Story and Photos by Wade Faast.
Over 200 students along with staff and outside personnel worked together to stage a large scale mock disaster and response at CNM’s Main Campus, Director of Simulation at CNM Richard Gentile said.
Students involved were from six programs from the School of Health, Wellness and Public Safety, he said.
Outside personnel and resources include the Albuquerque Police Department and PHI Air Medical which provided a helicopter ambulance free of charge for the exercise, he said.
The scenario played out was one of domestic violence turned into a mass shooting, he said.
Students from the Public Safety programs worked with APD officers to secure the scene, then students from the EMS program came in and tended to the simulated victims, Gentile said.
The victims of the mock shooting included both live students with fabricated injuries, and human patient simulator manikins, he said.

Students in the EMS program then had to triage the victims, the victims where then transported by ambulance or helicopter to a mock hospital housed in the JS building, Gentile said.
“It was challenging with the ambulance moving, but the better you keep your cool, the better you will be able to treat your patient,” EMS student Brandon Vasco said.
EMS students got a chance to work under pressure in a moving ambulance and put their learning to use on the simulator manikins which allowed them to administer medications, intubate, and insert IV’s, all with instant feedback and monitoring, Gentile said.
From the ambulance the victims were taken to a staged hospital where students from the Nursing program would determine how to treat them and send them to a simulated operating room, radiology imaging center, or intensive care unit, he said.

The mock disaster response was designed and implemented to bridge the gap between the class room education and real world working conditions, Gentile said.
Students had a chance to work under pressure and stressful conditions while being monitored inside a controlled setting, he said.
The human patient simulator manikins allowed a level of realism not achievable with standard dummies or even live human actors, he said.
The manikins have the ability to breath, talk, move and react to the treatments the students use, Gentile said.
One of the most important aspect of the mock exercise was communication, said CNM instructor and retired USAF Lt.

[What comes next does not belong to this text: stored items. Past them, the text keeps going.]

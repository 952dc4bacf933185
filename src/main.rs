use clap::{Parser, Subcommand, ValueEnum};
use std::path::PathBuf;

use impact_calc::model::{ImpactOptions, InputVector};
use impact_calc::report::{self, ImpactReport, ModelKind};

const EXIT_SUCCESS: i32 = 0;
const EXIT_FAILURE: i32 = 1;
const EXIT_CONFIG: i32 = 4;

#[derive(ValueEnum, Clone, Copy, Debug)]
enum OutputFormat {
    /// Aligned, colored when stdout is a terminal
    Table,
    /// Tab-separated, for scripting
    Tsv,
    /// Full reports as JSON
    Json,
}

#[derive(Subcommand, Debug)]
enum Commands {
    /// Rank configured scenarios by impact (default if no subcommand)
    List,
    /// Show the full report of a ranked scenario by its index number
    Show {
        /// Index number of the scenario (1-based, as shown in list)
        index: usize,
    },
    /// Score a single set of inputs without a config file
    Score {
        /// Program budget
        #[arg(allow_hyphen_values = true)]
        budget: f64,
        /// Internet coverage in percent (0-100)
        #[arg(allow_hyphen_values = true)]
        internet: f64,
        /// Share of staff trained (0-1)
        #[arg(allow_hyphen_values = true)]
        training: f64,
        /// Community engagement (0-1)
        #[arg(allow_hyphen_values = true)]
        community: f64,
        /// Scoring model
        #[arg(long, value_enum, default_value_t = ModelKind::Enhanced)]
        model: ModelKind,
        /// Treat the program as rural
        #[arg(long)]
        rural: bool,
        /// Socioeconomic multiplier on community engagement
        #[arg(long, default_value_t = 1.0, allow_hyphen_values = true)]
        socioeconomic: f64,
        /// Skip the diminishing returns adjustment
        #[arg(long)]
        no_diminishing_returns: bool,
        /// Label used in the report
        #[arg(long, default_value = "scenario")]
        name: String,
    },
    /// Write a starter config file
    Init {
        /// Overwrite an existing config
        #[arg(long)]
        force: bool,
    },
}

#[derive(Parser, Debug)]
#[command(name = "impact-calc")]
#[command(about = "Projected impact of technology-access programs", long_about = None)]
#[command(version)]
struct Cli {
    /// Enable verbose logging
    #[arg(short, long, global = true)]
    verbose: bool,

    /// Path to config file (defaults to ~/.config/impact-calc/config.yaml)
    #[arg(short, long, global = true)]
    config: Option<PathBuf>,

    /// Output format
    #[arg(short, long, global = true, value_enum, default_value_t = OutputFormat::Table)]
    format: OutputFormat,

    /// Reject out-of-range inputs instead of scoring them
    #[arg(long, global = true)]
    strict: bool,

    #[command(subcommand)]
    command: Option<Commands>,
}

fn main() {
    let cli = Cli::parse();
    impact_calc::logging::init_cli_logger(cli.verbose);

    let command = cli.command.unwrap_or(Commands::List);
    let code = match command {
        Commands::List => run_ranked(cli.config, cli.strict, cli.format, None),
        Commands::Show { index } => run_ranked(cli.config, cli.strict, cli.format, Some(index)),
        Commands::Score {
            budget,
            internet,
            training,
            community,
            model,
            rural,
            socioeconomic,
            no_diminishing_returns,
            name,
        } => {
            let inputs = InputVector::new(budget, internet, training, community);
            let options = ImpactOptions {
                is_rural: rural,
                socioeconomic_level: socioeconomic,
                apply_diminishing_returns: !no_diminishing_returns,
            };
            run_score(&name, inputs, model, options, cli.strict, cli.format)
        }
        Commands::Init { force } => match impact_calc::config::write_starter_config(cli.config, force) {
            Ok(path) => {
                println!("Wrote starter config to {}", path.display());
                EXIT_SUCCESS
            }
            Err(e) => {
                eprintln!("Init failed: {:#}", e);
                EXIT_CONFIG
            }
        },
    };

    std::process::exit(code);
}

fn print_validation_errors(errors: &[String]) {
    eprintln!("Input errors:");
    for error in errors {
        eprintln!("  - {}", error);
    }
}

fn run_score(
    name: &str,
    inputs: InputVector,
    model: ModelKind,
    options: ImpactOptions,
    strict: bool,
    format: OutputFormat,
) -> i32 {
    if strict {
        if let Err(errors) = report::validate_scenario(name, &inputs, &options) {
            print_validation_errors(&errors);
            return EXIT_CONFIG;
        }
    }

    let report = ImpactReport::build(name, inputs, model, options);
    print_reports(std::slice::from_ref(&report), format, true)
}

fn run_ranked(
    config_path: Option<PathBuf>,
    strict_flag: bool,
    format: OutputFormat,
    index: Option<usize>,
) -> i32 {
    let config = match impact_calc::config::load_config(config_path) {
        Ok(c) => c,
        Err(e) => {
            eprintln!("Config error: {:#}", e);
            return EXIT_CONFIG;
        }
    };

    if config.scenarios.is_empty() {
        eprintln!("No scenarios configured in config file.");
        eprintln!("Add scenarios to ~/.config/impact-calc/config.yaml or run `impact-calc init`:");
        eprintln!("  scenarios:");
        eprintln!("    - name: district-a");
        eprintln!("      budget: 2500");
        eprintln!("      internet: 75");
        eprintln!("      training: 0.5");
        eprintln!("      community: 0.4");
        return EXIT_CONFIG;
    }

    let strict = strict_flag || config.strict;
    let reports = match report::evaluate_scenarios(&config, strict) {
        Ok(r) => r,
        Err(errors) => {
            print_validation_errors(&errors);
            return EXIT_CONFIG;
        }
    };
    tracing::debug!(count = reports.len(), model = config.model.as_str(), "ranked scenarios");

    match index {
        None => print_reports(&reports, format, false),
        Some(index) => {
            // Validate index bounds (1-based)
            if index < 1 || index > reports.len() {
                eprintln!(
                    "Invalid index {}. Must be between 1 and {}.",
                    index,
                    reports.len()
                );
                return EXIT_CONFIG;
            }
            print_reports(std::slice::from_ref(&reports[index - 1]), format, true)
        }
    }
}

fn print_reports(reports: &[ImpactReport], format: OutputFormat, detail: bool) -> i32 {
    let use_colors = impact_calc::output::should_use_colors();
    match format {
        OutputFormat::Table if detail => {
            let details: Vec<String> = reports
                .iter()
                .map(|r| impact_calc::output::format_report_detail(r, use_colors))
                .collect();
            println!("{}", details.join("\n\n"));
        }
        OutputFormat::Table => {
            println!("{}", impact_calc::output::format_report_table(reports, use_colors));
        }
        OutputFormat::Tsv => {
            println!("{}", impact_calc::output::format_tsv(reports));
        }
        OutputFormat::Json => match impact_calc::output::format_json(reports) {
            Ok(json) => println!("{}", json),
            Err(e) => {
                eprintln!("Output error: {:#}", e);
                return EXIT_FAILURE;
            }
        },
    }
    EXIT_SUCCESS
}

Colonel Bruce Hosea.
Communicating with each other under stress, and learning how to communicate with other fields in a disaster is an extremely important skill, he said.

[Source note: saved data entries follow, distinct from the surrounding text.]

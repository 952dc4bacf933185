use serde::{Deserialize, Serialize};

use super::impact::round_half_up;

/// Population the secondary counts are projected from.
pub const BASE_POPULATION: f64 = 750_000.0;
/// Share of the base population that is student-age.
const STUDENT_SHARE: f64 = 0.08;
const SCHOOLS_AT_FULL_IMPACT: f64 = 800.0;
const TEACHERS_AT_FULL_IMPACT: f64 = 4500.0;

/// Derived head counts. Values are whole numbers kept as `f64` so that a NaN
/// score yields NaN counts instead of a silent zero.
#[derive(Debug, Clone, Copy, Deserialize, Serialize, PartialEq)]
#[serde(rename_all = "camelCase")]
pub struct SecondaryMetrics {
    pub students_equipped: f64,
    pub schools_improved: f64,
    pub teachers_trained: f64,
}

/// Score as a percentage-point reduction of the digital divide.
pub fn calculate_digital_divide_reduction(impact_score: f64) -> f64 {
    impact_score * 100.0
}

/// Weekly engagement hours, with a one hour baseline.
pub fn calculate_engagement_time(impact_score: f64) -> f64 {
    impact_score * 5.0 + 1.0
}

pub fn calculate_secondary_metrics(impact_score: f64) -> SecondaryMetrics {
    SecondaryMetrics {
        students_equipped: round_half_up(impact_score * BASE_POPULATION * STUDENT_SHARE),
        schools_improved: round_half_up(impact_score * SCHOOLS_AT_FULL_IMPACT),
        teachers_trained: round_half_up(impact_score * TEACHERS_AT_FULL_IMPACT),
    }
}
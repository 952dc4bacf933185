use serde::{Deserialize, Serialize};

use crate::model::{ImpactOptions, InputVector};
use crate::report::ModelKind;

#[derive(Debug, Clone, Default, Deserialize, Serialize, PartialEq)]
#[serde(deny_unknown_fields)]
pub struct Config {
    /// Scoring model used for every scenario (default: enhanced)
    #[serde(default)]
    pub model: ModelKind,

    /// Reject scenarios with out-of-range inputs instead of scoring them
    #[serde(default)]
    pub strict: bool,

    /// Options applied to scenarios that don't set their own
    #[serde(default)]
    pub options: ImpactOptions,

    #[serde(default)]
    pub scenarios: Vec<ScenarioConfig>,
}

#[derive(Debug, Clone, Deserialize, Serialize, PartialEq)]
#[serde(deny_unknown_fields)]
pub struct ScenarioConfig {
    pub name: String,
    pub budget: f64,
    pub internet: f64,
    pub training: f64,
    pub community: f64,
    /// Replaces the file-level options for this scenario
    #[serde(default)]
    pub options: Option<ImpactOptions>,
}

impl ScenarioConfig {
    pub fn inputs(&self) -> InputVector {
        InputVector::new(self.budget, self.internet, self.training, self.community)
    }

    pub fn effective_options(&self, defaults: &ImpactOptions) -> ImpactOptions {
        self.options.unwrap_or(*defaults)
    }
}
use thiserror::Error;

#[derive(Error, Debug, Clone, PartialEq)]
pub enum InputError {
    #[error("input vector must have {expected} elements, found {found}")]
    Length { expected: usize, found: usize },
}
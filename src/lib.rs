pub mod config;
pub mod error;
pub mod logging;
pub mod model;
pub mod output;
pub mod report;

pub use error::InputError;
pub use model::{ImpactOptions, InputVector};
pub use report::{ImpactReport, ModelKind};
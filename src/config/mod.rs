mod init;
mod schema;

pub use init::{starter_config, write_starter_config};
pub use schema::{Config, ScenarioConfig};

use anyhow::{Context, Result};
use std::fs;
use std::path::PathBuf;

/// Get the config directory path (~/.config/impact-calc/)
pub fn get_config_dir() -> Result<PathBuf> {
    let home = dirs::home_dir().context("Could not determine home directory")?;
    Ok(home.join(".config").join("impact-calc"))
}

/// Get the default config file path (~/.config/impact-calc/config.yaml)
pub fn get_config_path() -> Result<PathBuf> {
    Ok(get_config_dir()?.join("config.yaml"))
}

/// Load scenarios from a YAML file
///
/// # Arguments
///
/// * `path` - Optional path to config file. If None, uses default path (~/.config/impact-calc/config.yaml)
///
/// # Errors
///
/// Returns an error if:
/// - The config file does not exist
/// - The config file cannot be read
/// - The YAML cannot be parsed
pub fn load_config(path: Option<PathBuf>) -> Result<Config> {
    let config_path = match path {
        Some(p) => p,
        None => get_config_path()?,
    };

    if !config_path.exists() {
        anyhow::bail!(
            "Config file not found at {}. Run `impact-calc init` to create one",
            config_path.display()
        );
    }

    let config_content = fs::read_to_string(&config_path)
        .with_context(|| format!("Failed to read config file at {}", config_path.display()))?;

    let config: Config = serde_saphyr::from_str(&config_content)
        .with_context(|| format!("Failed to parse config: invalid YAML in {}", config_path.display()))?;

    tracing::info!(
        path = %config_path.display(),
        scenarios = config.scenarios.len(),
        "loaded config"
    );

    Ok(config)
}

#[cfg(test)]
mod tests {
    use super::*;
    use crate::report::ModelKind;
    use std::io::Write;

    fn write_temp(contents: &str) -> tempfile::NamedTempFile {
        let mut file = tempfile::NamedTempFile::new().unwrap();
        file.write_all(contents.as_bytes()).unwrap();
        file
    }

    #[test]
    fn test_load_full_config() {
        let file = write_temp(
            r#"
model: basic
strict: true
options:
  socioeconomic_level: 0.8
scenarios:
  - name: district-a
    budget: 2500
    internet: 75
    training: 0.5
    community: 0.4
  - name: district-b
    budget: 1200
    internet: 55
    training: 0.3
    community: 0.2
    options:
      is_rural: true
"#,
        );
        let config = load_config(Some(file.path().to_path_buf())).unwrap();
        assert_eq!(config.model, ModelKind::Basic);
        assert!(config.strict);
        assert_eq!(config.scenarios.len(), 2);

        let a = &config.scenarios[0];
        assert_eq!(a.inputs().to_array(), [2500.0, 75.0, 0.5, 0.4]);
        assert_eq!(a.effective_options(&config.options).socioeconomic_level, 0.8);

        let b = &config.scenarios[1];
        let b_options = b.effective_options(&config.options);
        assert!(b_options.is_rural);
        // per-scenario options replace the defaults entirely
        assert_eq!(b_options.socioeconomic_level, 1.0);
    }

    #[test]
    fn test_load_minimal_config() {
        let file = write_temp("scenarios: []\n");
        let config = load_config(Some(file.path().to_path_buf())).unwrap();
        assert_eq!(config.model, ModelKind::Enhanced);
        assert!(!config.strict);
        assert_eq!(config.options, crate::model::ImpactOptions::default());
        assert!(config.scenarios.is_empty());
    }

    #[test]
    fn test_missing_config_file() {
        let dir = tempfile::tempdir().unwrap();
        let err = load_config(Some(dir.path().join("nope.yaml"))).unwrap_err();
        assert!(err.to_string().contains("Config file not found"));
    }

    #[test]
    fn test_invalid_yaml() {
        let file = write_temp("scenarios:\n  - name: a\n    budget: lots\n");
        let err = load_config(Some(file.path().to_path_buf())).unwrap_err();
        assert!(err.to_string().contains("Failed to parse config"));
    }

    #[test]
    fn test_unknown_field_rejected() {
        let file = write_temp("scenarios: []\nbudget_cap: 10\n");
        assert!(load_config(Some(file.path().to_path_buf())).is_err());
    }

    #[test]
    fn test_missing_input_field_rejected() {
        let file = write_temp("scenarios:\n  - name: a\n    budget: 100\n    internet: 50\n    training: 0.5\n");
        assert!(load_config(Some(file.path().to_path_buf())).is_err());
    }
}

Moving real people was a great experience for the students as well, a manikin can be dropped or fumbled, but dropping a live person has consequences, he said.
This was the second mock disaster drill CNM’s School of Health, Wellness and Public Safety hosted, the first being a smaller drill this past spring, Gentile said.
CNM plans to continue hosting two such drills a year, one in spring semester and one in fall semester, each growing with success and lessons learned from the previous, he said.